## Exercise data
_ _ _ _

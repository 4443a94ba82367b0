//! Protocol file configuration
//!
//! Loads and validates user-supplied breathing protocols written in YAML.

pub mod loader;
pub mod schema;
pub mod validation;

pub use loader::{ConfigLimits, LoadResult, LoadWarning, LoaderOptions, ProtocolLoader};
pub use schema::*;
pub use validation::{ValidationResult, Validator};
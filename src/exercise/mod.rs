//! Guided exercise engine
//!
//! Runs one breathing protocol at a time, counting down each phase one tick
//! per second and stepping through phases and cycles until the plan
//! completes or the run is cancelled.
//!
//! # Architecture
//!
//! - [`state`] - `RunState` and the pure one-tick advance step
//! - `driver` - periodic task that turns the clock into ticks
//! - [`handle`] - `RunHandle` and the `TickStream` a caller observes
//! - [`engine`] - `PhasedTimerEngine`: start, supersede, cancel, shutdown

mod driver;
pub mod engine;
pub mod handle;
pub mod state;

pub use engine::{DEFAULT_TICK_INTERVAL, EngineConfig, PhasedTimerEngine};
pub use handle::{RunHandle, TickStream};
pub use state::{CancelReason, RunId, RunState, RunStatus, Step, TickEvent};
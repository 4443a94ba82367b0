//! CLI argument definitions
//!
//! All Clap derive structs for `breathwork` command-line parsing.

use std::path::PathBuf;
use std::time::Duration;

use clap::{ArgAction, Args, Parser, Subcommand, ValueEnum};

// ============================================================================
// Root CLI
// ============================================================================

/// Guided breathing exercises in the terminal.
#[derive(Parser, Debug)]
#[command(name = "breathwork", author, version, about)]
#[command(propagate_version = true)]
pub struct Cli {
    /// Subcommand to execute.
    #[command(subcommand)]
    pub command: Commands,

    /// Increase verbosity (-v info, -vv debug, -vvv trace).
    #[arg(short, long, action = ArgAction::Count, global = true)]
    pub verbose: u8,

    /// Suppress all non-error output.
    #[arg(short, long, global = true)]
    pub quiet: bool,

    /// Color output control.
    #[arg(long, default_value = "auto", global = true, env = "BREATHWORK_COLOR")]
    pub color: ColorChoice,
}

impl Cli {
    /// Output format of the selected command; `show` always prints YAML.
    #[must_use]
    pub const fn output_format(&self) -> OutputFormat {
        match &self.command {
            Commands::Run(args) => args.format,
            Commands::List(args) => args.format,
            Commands::Validate(args) => args.format,
            Commands::Version(args) => args.format,
            Commands::Show(_) => OutputFormat::Human,
        }
    }
}

// ============================================================================
// Commands
// ============================================================================

/// Top-level subcommands.
#[derive(Subcommand, Debug)]
pub enum Commands {
    /// Run a guided breathing exercise.
    Run(RunArgs),

    /// List built-in protocols.
    List(ListArgs),

    /// Print the YAML of a built-in protocol.
    Show(ShowArgs),

    /// Validate protocol files without running them.
    Validate(ValidateArgs),

    /// Display version information.
    Version(VersionArgs),
}

/// Arguments for `run`.
#[derive(Args, Debug)]
#[command(group = clap::ArgGroup::new("source").multiple(false))]
pub struct RunArgs {
    /// Built-in protocol to run (default: box).
    #[arg(short, long, group = "source", env = "BREATHWORK_PROTOCOL")]
    pub protocol: Option<String>,

    /// Path to a YAML protocol file.
    #[arg(long, group = "source")]
    pub file: Option<PathBuf>,

    /// Number of cycles, overriding the protocol's own count.
    #[arg(
        short,
        long,
        env = "BREATHWORK_CYCLES",
        value_parser = clap::value_parser!(u32).range(1..)
    )]
    pub cycles: Option<u32>,

    /// Output format.
    #[arg(short, long, default_value = "human")]
    pub format: OutputFormat,

    /// Wall-clock length of one tick (e.g. "1s", "250ms").
    #[arg(
        long,
        default_value = "1s",
        env = "BREATHWORK_TICK_INTERVAL",
        value_parser = parse_tick_interval
    )]
    pub tick_interval: Duration,

    /// Write lifecycle events as JSONL to this file.
    #[arg(long)]
    pub events: Option<PathBuf>,

    /// Serve Prometheus metrics on this port.
    #[arg(long)]
    pub metrics_port: Option<u16>,
}

/// Arguments for `list`.
#[derive(Args, Debug)]
pub struct ListArgs {
    /// Output format.
    #[arg(short, long, default_value = "human")]
    pub format: OutputFormat,
}

/// Arguments for `show`.
#[derive(Args, Debug)]
pub struct ShowArgs {
    /// Built-in protocol name.
    pub name: String,
}

/// Arguments for `validate`.
#[derive(Args, Debug)]
pub struct ValidateArgs {
    /// Protocol files to validate.
    #[arg(required = true)]
    pub files: Vec<PathBuf>,

    /// Output format.
    #[arg(short, long, default_value = "human")]
    pub format: OutputFormat,

    /// Treat warnings as errors.
    #[arg(long)]
    pub strict: bool,
}

/// Arguments for version display.
#[derive(Args, Debug)]
pub struct VersionArgs {
    /// Output format.
    #[arg(short, long, default_value = "human")]
    pub format: OutputFormat,
}

// ============================================================================
// CLI-Local Enums
// ============================================================================

/// Color output choice.
#[derive(Debug, Clone, Copy, PartialEq, Eq, Default, ValueEnum)]
pub enum ColorChoice {
    /// Auto-detect terminal support.
    #[default]
    Auto,
    /// Always use color.
    Always,
    /// Never use color.
    Never,
}

/// Output format for command output.
#[derive(Debug, Clone, Copy, PartialEq, Eq, Default, ValueEnum)]
pub enum OutputFormat {
    /// Human-readable output.
    #[default]
    Human,
    /// JSON output.
    Json,
}

fn parse_tick_interval(raw: &str) -> Result<Duration, String> {
    let interval = humantime::parse_duration(raw).map_err(|e| e.to_string())?;
    if interval.is_zero() {
        return Err("tick interval must be greater than zero".to_string());
    }
    Ok(interval)
}

// ============================================================================
// Tests
// ============================================================================
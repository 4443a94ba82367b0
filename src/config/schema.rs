//! Protocol file schema
//!
//! Serde types mirroring the YAML layout of a protocol file. These are the
//! raw, unvalidated shapes; the validator turns them into a
//! [`Protocol`](crate::protocol::Protocol).

use std::time::Duration;

use serde::{Deserialize, Serialize};

use crate::protocol::PhaseName;

/// Cycle count used when a protocol file does not specify one.
pub const DEFAULT_CYCLES: u32 = 1;

/// Root of a protocol file.
#[derive(Debug, Clone, Serialize, Deserialize)]
#[serde(deny_unknown_fields)]
pub struct ProtocolFile {
    /// The protocol definition
    pub protocol: ProtocolConfig,
}

/// A protocol as written in YAML.
#[derive(Debug, Clone, Serialize, Deserialize)]
#[serde(deny_unknown_fields)]
pub struct ProtocolConfig {
    /// Kebab-case identifier
    pub name: String,

    /// Human-readable title
    #[serde(default, skip_serializing_if = "Option::is_none")]
    pub title: Option<String>,

    /// Number of cycles to run (defaults to [`DEFAULT_CYCLES`])
    #[serde(default, skip_serializing_if = "Option::is_none")]
    pub cycles: Option<u32>,

    /// Phases of one cycle, in order
    #[serde(default)]
    pub phases: Vec<PhaseConfig>,
}

impl ProtocolConfig {
    /// Returns the configured cycle count or the default.
    #[must_use]
    pub fn cycles_or_default(&self) -> u32 {
        self.cycles.unwrap_or(DEFAULT_CYCLES)
    }
}

/// One phase as written in YAML.
#[derive(Debug, Clone, Serialize, Deserialize)]
#[serde(deny_unknown_fields)]
pub struct PhaseConfig {
    /// Which phase
    pub phase: PhaseName,

    /// How long it lasts
    pub duration: DurationValue,
}

/// A phase duration: either bare seconds or a humantime string.
///
/// ```yaml
/// duration: 4        # seconds
/// duration: 4s
/// duration: 1m 30s
/// ```
#[derive(Debug, Clone, PartialEq, Eq, Serialize, Deserialize)]
#[serde(untagged)]
pub enum DurationValue {
    /// Whole seconds
    Seconds(u64),
    /// A `humantime` duration such as `"4s"`
    Text(String),
}

impl DurationValue {
    /// Resolves the value to whole seconds.
    ///
    /// # Errors
    ///
    /// Returns a human-readable message if the text is not a duration or is
    /// not a whole number of seconds.
    pub fn to_seconds(&self) -> Result<u64, String> {
        match self {
            Self::Seconds(n) => Ok(*n),
            Self::Text(raw) => {
                let trimmed = raw.trim();
                if let Ok(n) = trimmed.parse::<u64>() {
                    return Ok(n);
                }
                let duration = humantime::parse_duration(trimmed)
                    .map_err(|e| format!("invalid duration '{raw}': {e}"))?;
                whole_seconds(duration)
                    .ok_or_else(|| format!("duration '{raw}' is not a whole number of seconds"))
            }
        }
    }
}

fn whole_seconds(duration: Duration) -> Option<u64> {
    (duration.subsec_nanos() == 0).then(|| duration.as_secs())
}

#[cfg(test)]
mod tests {
    use super::*;

    #[test]
    fn test_parse_full_file() {
        let yaml = r"
protocol:
  name: square-6
  title: Slow square
  cycles: 3
  phases:
    - phase: inhale
      duration: 6s
    - phase: hold-in
      duration: 6
";
        let file: ProtocolFile = serde_yaml::from_str(yaml).unwrap();
        assert_eq!(file.protocol.name, "square-6");
        assert_eq!(file.protocol.cycles_or_default(), 3);
        assert_eq!(file.protocol.phases.len(), 2);
        assert_eq!(file.protocol.phases[1].phase, PhaseName::HoldAfterInhale);
        assert_eq!(file.protocol.phases[1].duration, DurationValue::Seconds(6));
    }

    #[test]
    fn test_cycles_default() {
        let yaml = "protocol:\n  name: x\n  phases: []\n";
        let file: ProtocolFile = serde_yaml::from_str(yaml).unwrap();
        assert_eq!(file.protocol.cycles_or_default(), DEFAULT_CYCLES);
    }

    #[test]
    fn test_unknown_field_rejected() {
        let yaml = "protocol:\n  name: x\n  tempo: fast\n";
        assert!(serde_yaml::from_str::<ProtocolFile>(yaml).is_err());
    }

    #[test]
    fn test_unknown_phase_rejected() {
        let yaml = "protocol:\n  name: x\n  phases:\n    - phase: sigh\n      duration: 2\n";
        assert!(serde_yaml::from_str::<ProtocolFile>(yaml).is_err());
    }

    #[test]
    fn test_duration_seconds() {
        assert_eq!(DurationValue::Seconds(4).to_seconds(), Ok(4));
        assert_eq!(DurationValue::Text(" 7 ".to_string()).to_seconds(), Ok(7));
    }

    #[test]
    fn test_duration_humantime() {
        assert_eq!(DurationValue::Text("4s".to_string()).to_seconds(), Ok(4));
        assert_eq!(DurationValue::Text("1m 30s".to_string()).to_seconds(), Ok(90));
    }

    #[test]
    fn test_duration_fractional_rejected() {
        let err = DurationValue::Text("1500ms".to_string())
            .to_seconds()
            .unwrap_err();
        assert!(err.contains("whole number"));
    }

    #[test]
    fn test_duration_garbage_rejected() {
        assert!(DurationValue::Text("forever".to_string()).to_seconds().is_err());
    }
}
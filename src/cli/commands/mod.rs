//! CLI command dispatch and handlers
//!
//! Routes parsed CLI arguments to the appropriate command handler.

pub mod list;
pub mod run;
pub mod show;
pub mod validate;
pub mod version;

use tokio_util::sync::CancellationToken;

use crate::cli::args::{Cli, Commands};
use crate::error::BreathworkError;

/// Dispatch a parsed CLI invocation to the appropriate command handler.
///
/// `cancel` is triggered by the process signal handler; only `run` waits on
/// it.
///
/// # Errors
///
/// Returns an error if the dispatched command handler fails.
pub async fn dispatch(cli: Cli, cancel: CancellationToken) -> Result<(), BreathworkError> {
    match cli.command {
        Commands::Run(args) => run::run(&args, cancel).await,
        Commands::List(args) => list::run(&args),
        Commands::Show(args) => show::run(&args),
        Commands::Validate(args) => validate::run(&args),
        Commands::Version(args) => {
            version::run(&args);
            Ok(())
        }
    }
}
//! Protocol file loader
//!
//! This module implements the loading pipeline:
//! 1. Size check and read
//! 2. Environment variable expansion (pre-parse, on raw text)
//! 3. YAML parsing
//! 4. Deserialization to typed config
//! 5. Validation
//! 6. Freeze into an `ExercisePlan`

use std::path::{Path, PathBuf};
use std::sync::Arc;

use crate::config::schema::ProtocolFile;
use crate::config::validation::Validator;
use crate::error::ConfigError;
use crate::protocol::ExercisePlan;

// ============================================================================
// Public API
// ============================================================================

/// Options for the protocol loader.
#[derive(Debug, Clone, Default)]
pub struct LoaderOptions {
    /// Limits for protocol size.
    pub config_limits: ConfigLimits,
}

/// Limits that keep a protocol file within reason.
#[derive(Debug, Clone)]
pub struct ConfigLimits {
    /// Maximum number of phases per cycle.
    pub max_phases: usize,

    /// Maximum number of cycles.
    pub max_cycles: u32,

    /// Maximum protocol file size in bytes.
    pub max_file_size: usize,
}

impl Default for ConfigLimits {
    fn default() -> Self {
        Self {
            max_phases: env_or("BREATHWORK_MAX_PHASES", 32),
            max_cycles: env_or("BREATHWORK_MAX_CYCLES", 1000),
            max_file_size: env_or("BREATHWORK_MAX_FILE_SIZE", 64 * 1024),
        }
    }
}

/// Result of loading a protocol.
#[derive(Debug)]
pub struct LoadResult {
    /// The loaded and validated exercise.
    pub plan: ExercisePlan,

    /// Warnings encountered during loading.
    pub warnings: Vec<LoadWarning>,
}

/// Warning during protocol loading.
#[derive(Debug, Clone)]
pub struct LoadWarning {
    /// Warning message.
    pub message: String,

    /// Location where the warning occurred.
    pub location: Option<String>,
}

/// Protocol file loader.
#[derive(Debug, Default)]
pub struct ProtocolLoader {
    options: LoaderOptions,
}

impl ProtocolLoader {
    /// Creates a new loader with the given options.
    #[must_use]
    pub const fn new(options: LoaderOptions) -> Self {
        Self { options }
    }

    /// Loads a protocol file and returns the frozen plan.
    ///
    /// # Errors
    ///
    /// Returns an error if:
    /// - The file cannot be read or is too large
    /// - An environment variable marked required is unset
    /// - YAML parsing fails
    /// - Validation fails
    pub fn load(&self, path: &Path) -> Result<LoadResult, ConfigError> {
        let metadata = std::fs::metadata(path).map_err(|_| ConfigError::MissingFile {
            path: path.to_path_buf(),
        })?;

        let max = self.options.config_limits.max_file_size;
        let file_size = usize::try_from(metadata.len()).unwrap_or(usize::MAX);
        if file_size > max {
            return Err(ConfigError::InvalidValue {
                field: "file_size".to_string(),
                value: format!("{file_size} bytes"),
                expected: format!("at most {max} bytes"),
            });
        }

        let raw = std::fs::read_to_string(path).map_err(|_| ConfigError::MissingFile {
            path: path.to_path_buf(),
        })?;

        self.load_str(&raw, &path.display().to_string())
    }

    /// Loads a protocol from YAML text; `origin` names it in diagnostics.
    ///
    /// # Errors
    ///
    /// Same as [`load`](Self::load), minus the file-system failures.
    pub fn load_str(&self, raw: &str, origin: &str) -> Result<LoadResult, ConfigError> {
        self.load_str_with(raw, origin, |name| std::env::var(name).ok())
    }

    /// Like [`load_str`](Self::load_str) with a custom environment lookup.
    ///
    /// # Errors
    ///
    /// Same as [`load_str`](Self::load_str).
    pub fn load_str_with<F>(
        &self,
        raw: &str,
        origin: &str,
        lookup: F,
    ) -> Result<LoadResult, ConfigError>
    where
        F: Fn(&str) -> Option<String>,
    {
        let mut warnings = Vec::new();

        // Handle UTF-8 BOM
        let raw = raw.strip_prefix('\u{feff}').unwrap_or(raw);

        let mut env_sub = EnvSubstitution::new(lookup);
        let substituted = env_sub.substitute(raw, origin)?;
        warnings.extend(env_sub.warnings);

        let root: serde_yaml::Value =
            serde_yaml::from_str(&substituted).map_err(|e| ConfigError::ParseError {
                path: PathBuf::from(origin),
                line: e.location().map(|l| l.line()),
                message: e.to_string(),
            })?;

        if root.is_null() {
            return Err(ConfigError::ParseError {
                path: PathBuf::from(origin),
                line: None,
                message: "protocol file is empty".to_string(),
            });
        }

        let file: ProtocolFile =
            serde_yaml::from_value(root).map_err(|e| ConfigError::ParseError {
                path: PathBuf::from(origin),
                line: None,
                message: format!("failed to deserialize protocol: {e}"),
            })?;

        let mut validator = Validator::new();
        let result = validator.validate(&file.protocol, &self.options.config_limits);

        if result.has_errors() {
            return Err(ConfigError::ValidationError {
                path: origin.to_string(),
                errors: result.errors,
            });
        }

        for issue in result.warnings {
            warnings.push(LoadWarning {
                message: issue.message,
                location: Some(issue.path),
            });
        }

        let protocol = result.protocol.ok_or_else(|| ConfigError::ValidationError {
            path: origin.to_string(),
            errors: Vec::new(),
        })?;

        Ok(LoadResult {
            plan: ExercisePlan::new(Arc::new(protocol), file.protocol.cycles_or_default()),
            warnings,
        })
    }
}

// ============================================================================
// Environment Substitution
// ============================================================================

/// Expands environment variable references in raw YAML text.
struct EnvSubstitution<F> {
    lookup: F,
    warnings: Vec<LoadWarning>,
}

impl<F> EnvSubstitution<F>
where
    F: Fn(&str) -> Option<String>,
{
    const fn new(lookup: F) -> Self {
        Self {
            lookup,
            warnings: Vec::new(),
        }
    }

    /// Substitutes environment variables in raw YAML text.
    ///
    /// Supports:
    /// - `${VAR}` - expand to value (empty string if unset, with warning)
    /// - `${VAR:-default}` - expand to default if unset
    /// - `${VAR:?message}` - fail if unset
    /// - `$$` - literal `$`
    fn substitute(&mut self, raw: &str, origin: &str) -> Result<String, ConfigError> {
        let mut result = String::with_capacity(raw.len());
        let mut chars = raw.chars().peekable();

        while let Some(c) = chars.next() {
            if c != '$' {
                result.push(c);
                continue;
            }
            match chars.peek() {
                Some('$') => {
                    chars.next();
                    result.push('$');
                }
                Some('{') => {
                    chars.next();
                    let spec = parse_var_spec(&mut chars, origin)?;
                    match ((self.lookup)(&spec.name), spec.fallback) {
                        (Some(value), _) => result.push_str(&value),
                        (None, Fallback::Default(value)) => result.push_str(&value),
                        (None, Fallback::Required(message)) => {
                            return Err(ConfigError::EnvVarNotSet {
                                var: spec.name,
                                location: if message.is_empty() {
                                    origin.to_string()
                                } else {
                                    message
                                },
                            });
                        }
                        (None, Fallback::Empty) => {
                            self.warnings.push(LoadWarning {
                                message: format!(
                                    "environment variable '{}' is not set, using empty string",
                                    spec.name
                                ),
                                location: Some(origin.to_string()),
                            });
                        }
                    }
                }
                _ => result.push(c),
            }
        }

        Ok(result)
    }
}

/// What to do when a referenced variable is unset.
enum Fallback {
    Empty,
    Default(String),
    Required(String),
}

struct VarSpec {
    name: String,
    fallback: Fallback,
}

/// Parses the inside of `${...}`; the opening brace is already consumed.
fn parse_var_spec(
    chars: &mut std::iter::Peekable<std::str::Chars<'_>>,
    origin: &str,
) -> Result<VarSpec, ConfigError> {
    let mut name = String::new();

    while let Some(c) = chars.next() {
        match c {
            '}' => {
                return Ok(VarSpec {
                    name,
                    fallback: Fallback::Empty,
                });
            }
            ':' if matches!(chars.peek(), Some('-' | '?')) => {
                let required = chars.next() == Some('?');
                let rest = read_until_close(chars, &name, origin)?;
                let fallback = if required {
                    Fallback::Required(rest)
                } else {
                    Fallback::Default(rest)
                };
                return Ok(VarSpec { name, fallback });
            }
            _ => name.push(c),
        }
    }

    Err(unclosed(&name, origin))
}

fn read_until_close(
    chars: &mut std::iter::Peekable<std::str::Chars<'_>>,
    name: &str,
    origin: &str,
) -> Result<String, ConfigError> {
    let mut value = String::new();
    for c in chars.by_ref() {
        if c == '}' {
            return Ok(value);
        }
        value.push(c);
    }
    Err(unclosed(name, origin))
}

fn unclosed(name: &str, origin: &str) -> ConfigError {
    ConfigError::ParseError {
        path: PathBuf::from(origin),
        line: None,
        message: format!("unclosed environment variable reference: ${{{name}"),
    }
}

fn env_or<T: std::str::FromStr>(name: &str, default: T) -> T {
    std::env::var(name)
        .ok()
        .and_then(|v| v.parse().ok())
        .unwrap_or(default)
}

_ _ _ _

## Problem description
Find every line of the data that includes the string "metadata". Copy each of those lines.

## Response to the task
        let metadata = std::fs::metadata(path).map_err(|_| ConfigError::MissingFile {
        let file_size = usize::try_from(metadata.len()).unwrap_or(usize::MAX);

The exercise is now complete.